Task inputs START
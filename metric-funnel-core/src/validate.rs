// Copyright Amazon.com, Inc. or its affiliates. All Rights Reserved.
// SPDX-License-Identifier: Apache-2.0

use std::fmt;

/// Longest metric name accepted by the collector.
pub const MAX_NAME_LEN: usize = 255;

/// Every reason a [`Batch`](crate::Batch) was rejected before being sent, e.g. names using characters the collector
/// doesn't accept.
#[derive(Clone, PartialEq, Eq)]
pub struct ValidationError(Vec<String>);

impl ValidationError {
    /// Create a builder that collects the failures of several checks into a single [`ValidationError`].
    /// If no failures are added, [`ValidationErrorBuilder::build()`] returns [`Ok`].
    pub fn builder() -> ValidationErrorBuilder {
        ValidationErrorBuilder::default()
    }

    /// Prefix every failure with the name of the measurement it was found in.
    pub fn for_measurement(mut self, name: &str) -> Self {
        for err in self.0.iter_mut() {
            *err = format!("for `{name}`: {err}");
        }
        self
    }

    /// The individual failure reasons.
    pub fn reasons(&self) -> &[String] {
        &self.0
    }
}

impl fmt::Debug for ValidationError {
    fn fmt(&self, f: &mut fmt::Formatter<'_>) -> fmt::Result {
        f.debug_list().entries(&self.0).finish()
    }
}

impl fmt::Display for ValidationError {
    fn fmt(&self, f: &mut fmt::Formatter<'_>) -> fmt::Result {
        f.write_str(&self.0.join(", "))
    }
}

impl std::error::Error for ValidationError {}

/// Accumulates failures while a batch is checked.
#[derive(Debug, Clone, Default)]
pub struct ValidationErrorBuilder(Vec<String>);

impl ValidationErrorBuilder {
    /// Returns [`Ok`] if no validation failures were recorded, otherwise [`Err`] with all of them.
    pub fn build(self) -> Result<(), ValidationError> {
        if self.0.is_empty() {
            Ok(())
        } else {
            Err(ValidationError(self.0))
        }
    }

    /// Record a failure.
    pub fn invalid_mut(&mut self, reason: impl Into<String>) -> &mut Self {
        self.0.push(reason.into());
        self
    }

    /// Add all of the failures recorded in `error`.
    pub fn extend_mut(&mut self, error: ValidationError) -> &mut Self {
        self.0.extend(error.0);
        self
    }
}

/// Check that `name` is a metric name the collector accepts: 1 to 255 characters from `A-Za-z0-9.:-_`.
pub fn validate_name(name: &str) -> Result<(), ValidationError> {
    let mut builder = ValidationError::builder();
    if name.is_empty() {
        builder.invalid_mut("metric name is empty");
    }
    if name.len() > MAX_NAME_LEN {
        builder.invalid_mut(format!(
            "metric name is {} characters long, the limit is {MAX_NAME_LEN}",
            name.len()
        ));
    }
    if let Some(c) = name
        .chars()
        .find(|c| !(c.is_ascii_alphanumeric() || matches!(c, '.' | ':' | '-' | '_')))
    {
        builder.invalid_mut(format!("metric name contains invalid character {c:?}"));
    }
    builder.build()
}
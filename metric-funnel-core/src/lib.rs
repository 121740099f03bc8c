// Copyright Amazon.com, Inc. or its affiliates. All Rights Reserved.
// SPDX-License-Identifier: Apache-2.0

#![doc = include_str!("../README.md")]
#![deny(missing_docs)]
#![cfg_attr(docsrs, feature(doc_cfg))]

pub use crate::aggregate::Aggregate;
pub use crate::batch::Batch;
pub use crate::error::Error;
pub use crate::measurement::{Counter, Gauge, GaugeValue, Measurement, MeasurementKind, Summary};
pub use crate::number::Number;
pub use crate::publish::{PublishError, Publisher};
pub use crate::validate::{MAX_NAME_LEN, ValidationError, ValidationErrorBuilder, validate_name};

pub(crate) type CowStr = std::borrow::Cow<'static, str>;

pub mod aggregate;
pub mod batch;
mod error;
pub mod measurement;
mod number;
pub mod publish;
mod validate;

#[cfg(feature = "serde")]
mod wire;

#[cfg(feature = "test-util")]
pub mod test_util;
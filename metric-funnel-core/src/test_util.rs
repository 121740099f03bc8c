// Copyright Amazon.com, Inc. or its affiliates. All Rights Reserved.
// SPDX-License-Identifier: Apache-2.0

//! [`TestPublisher`] records every published [`Batch`] so tests can inspect what a harvest loop sent.
//!
//! This requires that the `test-util` feature be enabled.

use std::sync::{Arc, Mutex};

use crate::{Batch, Counter, Gauge, PublishError, Publisher};

/// In-memory publisher designed for testing.
///
/// [`Publisher`] is implemented for `Arc<Mutex<TestPublisher>>`, so a test keeps one clone of the `Arc` to inspect the
/// state while the harvest loop owns the other. Holding the lock stalls the harvest loop inside `publish`, which is
/// useful to simulate a slow collector.
#[derive(Debug, Default)]
pub struct TestPublisher {
    /// Every batch passed to `publish`, including the ones that were failed on purpose.
    pub batches: Vec<Batch>,
    /// Fail the next publish with this error.
    pub error: Option<PublishError>,
    /// Fail every publish with a transport error.
    pub fail_always: bool,
    /// Number of publishes that returned an error.
    pub failures: usize,
}

impl TestPublisher {
    /// Create a shared publisher, ready to be handed to a client.
    pub fn shared() -> Arc<Mutex<Self>> {
        Arc::default()
    }

    /// All published gauges, flattened across batches.
    pub fn gauges(&self) -> Vec<Gauge> {
        self.batches
            .iter()
            .flat_map(|b| b.gauges().iter().cloned())
            .collect()
    }

    /// All published counters, flattened across batches.
    pub fn counters(&self) -> Vec<Counter> {
        self.batches
            .iter()
            .flat_map(|b| b.counters().iter().cloned())
            .collect()
    }

    /// Total number of measurements across all batches.
    pub fn measurement_count(&self) -> usize {
        self.batches.iter().map(Batch::len).sum()
    }
}

impl Publisher for Arc<Mutex<TestPublisher>> {
    fn publish(&mut self, batch: &Batch) -> Result<(), PublishError> {
        let mut this = self.lock().unwrap();
        this.batches.push(batch.clone());
        let result = match this.error.take() {
            Some(err) => Err(err),
            None if this.fail_always => Err(PublishError::transport("collector unavailable")),
            None => Ok(()),
        };
        if result.is_err() {
            this.failures += 1;
        }
        result
    }
}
Task inputs END
## Work to complete
Among the records above, only the lines between the line holding "pub fn for_measurement(mut" and the line holding "of the failures", inclusive, are to be output, exactly as written.

## Completed task
    pub fn for_measurement(mut self, name: &str) -> Self {
        for err in self.0.iter_mut() {
            *err = format!("for `{name}`: {err}");
        }
        self
    }

    /// The individual failure reasons.
    pub fn reasons(&self) -> &[String] {
        &self.0
    }
}

impl fmt::Debug for ValidationError {
    fn fmt(&self, f: &mut fmt::Formatter<'_>) -> fmt::Result {
        f.debug_list().entries(&self.0).finish()
    }
}

impl fmt::Display for ValidationError {
    fn fmt(&self, f: &mut fmt::Formatter<'_>) -> fmt::Result {
        f.write_str(&self.0.join(", "))
    }
}

impl std::error::Error for ValidationError {}

/// Accumulates failures while a batch is checked.
#[derive(Debug, Clone, Default)]
pub struct ValidationErrorBuilder(Vec<String>);

impl ValidationErrorBuilder {
    /// Returns [`Ok`] if no validation failures were recorded, otherwise [`Err`] with all of them.
    pub fn build(self) -> Result<(), ValidationError> {
        if self.0.is_empty() {
            Ok(())
        } else {
            Err(ValidationError(self.0))
        }
    }

    /// Record a failure.
    pub fn invalid_mut(&mut self, reason: impl Into<String>) -> &mut Self {
        self.0.push(reason.into());
        self
    }

    /// Add all of the failures recorded in `error`.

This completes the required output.